World Bulletin/News Desk
The wall paintings which were found in the Turkish province of Izmir's oldest excavation site Agora will be open to visitors.
The paintings, which tell about the life and culture during the 2nd and 4th centuries BC, is the richest collection using the Greek alphabet.
In the ancient settlement of New Smyrna, excavations in Agora go back to 1932 and since 2007 under the leadership of Prof. Dr. Akin Ersoy of Dokuz Eylul University.
Ersoy said that they found the city council, mosaics and Roman baths in the last six years and a large number of sculptures, ceramics and coins.
Ersoy also said they found rare wall paintings in ancient cities, and about 500 writings and paintings on the walls in the underground of the basilica.
He said that a team of experts from Switzerland helped them and used high technology to not harm the structure and find the writings under the plaster.
"We completed the restoration of 30 meter long area on the wall of totally 160 meters.
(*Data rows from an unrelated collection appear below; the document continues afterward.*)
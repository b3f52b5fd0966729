use crate::features::capacity_table::repo::CapacityTableRepository;
use crate::shared::error::ControlPlaneResult;
use crate::shared::types::SeedReport;
use sigpool_core::CapacitySlot;
use std::sync::Arc;
use tracing::{debug, info, warn};

/// Attempts made by a conditional bind before giving up on a contended table.
pub const MAX_CONDITIONAL_ATTEMPTS: usize = 3;

/// How a new instance is written into a free slot.
#[derive(Debug, Clone, Copy, PartialEq, Eq, Default)]
pub enum BindingMode {
    /// Scan for a free slot, then write without re-checking it. Two
    /// concurrent binds can pick the same slot; the last write wins.
    #[default]
    Unconditional,
    /// Write only if the slot is still empty, rescanning on conflict.
    Conditional,
}

pub struct CapacityTableService {
    repo: Arc<dyn CapacityTableRepository>,
}

impl CapacityTableService {
    pub fn new(repo: Arc<dyn CapacityTableRepository>) -> Self {
        Self { repo }
    }

    /// Bind `instance_id` to one unassigned slot. Returns the slot key, or
    /// `None` when no free slot exists.
    pub async fn bind_free_slot(
        &self,
        instance_id: &str,
        mode: BindingMode,
    ) -> ControlPlaneResult<Option<String>> {
        match mode {
            BindingMode::Unconditional => {
                let Some(slot) = self.repo.find_unassigned().await? else {
                    info!(%instance_id, "No unassigned capacity slot, instance left unbound");
                    return Ok(None);
                };
                self.repo
                    .assign_instance(&slot.slot_key, instance_id)
                    .await?;
                info!(%instance_id, slot_key = %slot.slot_key, "Bound instance to capacity slot");
                Ok(Some(slot.slot_key))
            }
            BindingMode::Conditional => {
                for attempt in 1..=MAX_CONDITIONAL_ATTEMPTS {
                    let Some(slot) = self.repo.find_unassigned().await? else {
                        info!(%instance_id, "No unassigned capacity slot, instance left unbound");
                        return Ok(None);
                    };
                    if self
                        .repo
                        .assign_instance_if_unassigned(&slot.slot_key, instance_id)
                        .await?
                    {
                        info!(%instance_id, slot_key = %slot.slot_key, attempt, "Bound instance to capacity slot");
                        return Ok(Some(slot.slot_key));
                    }
                    debug!(%instance_id, slot_key = %slot.slot_key, attempt, "Slot taken by a concurrent bind, rescanning");
                }
                warn!(
                    %instance_id,
                    attempts = MAX_CONDITIONAL_ATTEMPTS,
                    "Gave up binding instance after repeated slot conflicts"
                );
                Ok(None)
            }
        }
    }

    /// Populate the table. Existing slot keys are left untouched.
    pub async fn seed(
        &self,
        slots: Vec<CapacitySlot>,
        clear_first: bool,
    ) -> ControlPlaneResult<SeedReport> {
        if clear_first {
            let removed = self.repo.clear().await?;
            info!(removed, "Cleared capacity table before seeding");
        }

        let mut report = SeedReport::default();
        for slot in slots {
            let slot_key = slot.slot_key.clone();
            if self.repo.put_if_absent(slot).await? {
                report.added += 1;
            } else {
                debug!(%slot_key, "Capacity slot already present, skipped");
                report.skipped += 1;
            }
        }

        info!(added = report.added, skipped = report.skipped, "Seeded capacity table");
        Ok(report)
    }

    pub async fn list_slots(&self) -> ControlPlaneResult<Vec<CapacitySlot>> {
        self.repo.list().await
    }
}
Ancient Languages Specialist Prof. Dr. Cumhur Tanriver is working on the decoding of the writings. The writings on the wall gave us interesting information about the late Roman period. There are ships, fish, sexual organ figures and potraits which were carved in stone," Ersoya said.
Ersoy noted that a sightseeing park will be established for visitors in Agora. "In a few months, after the completing of the wall, a gallery of scripts will be visited," Ersoy said.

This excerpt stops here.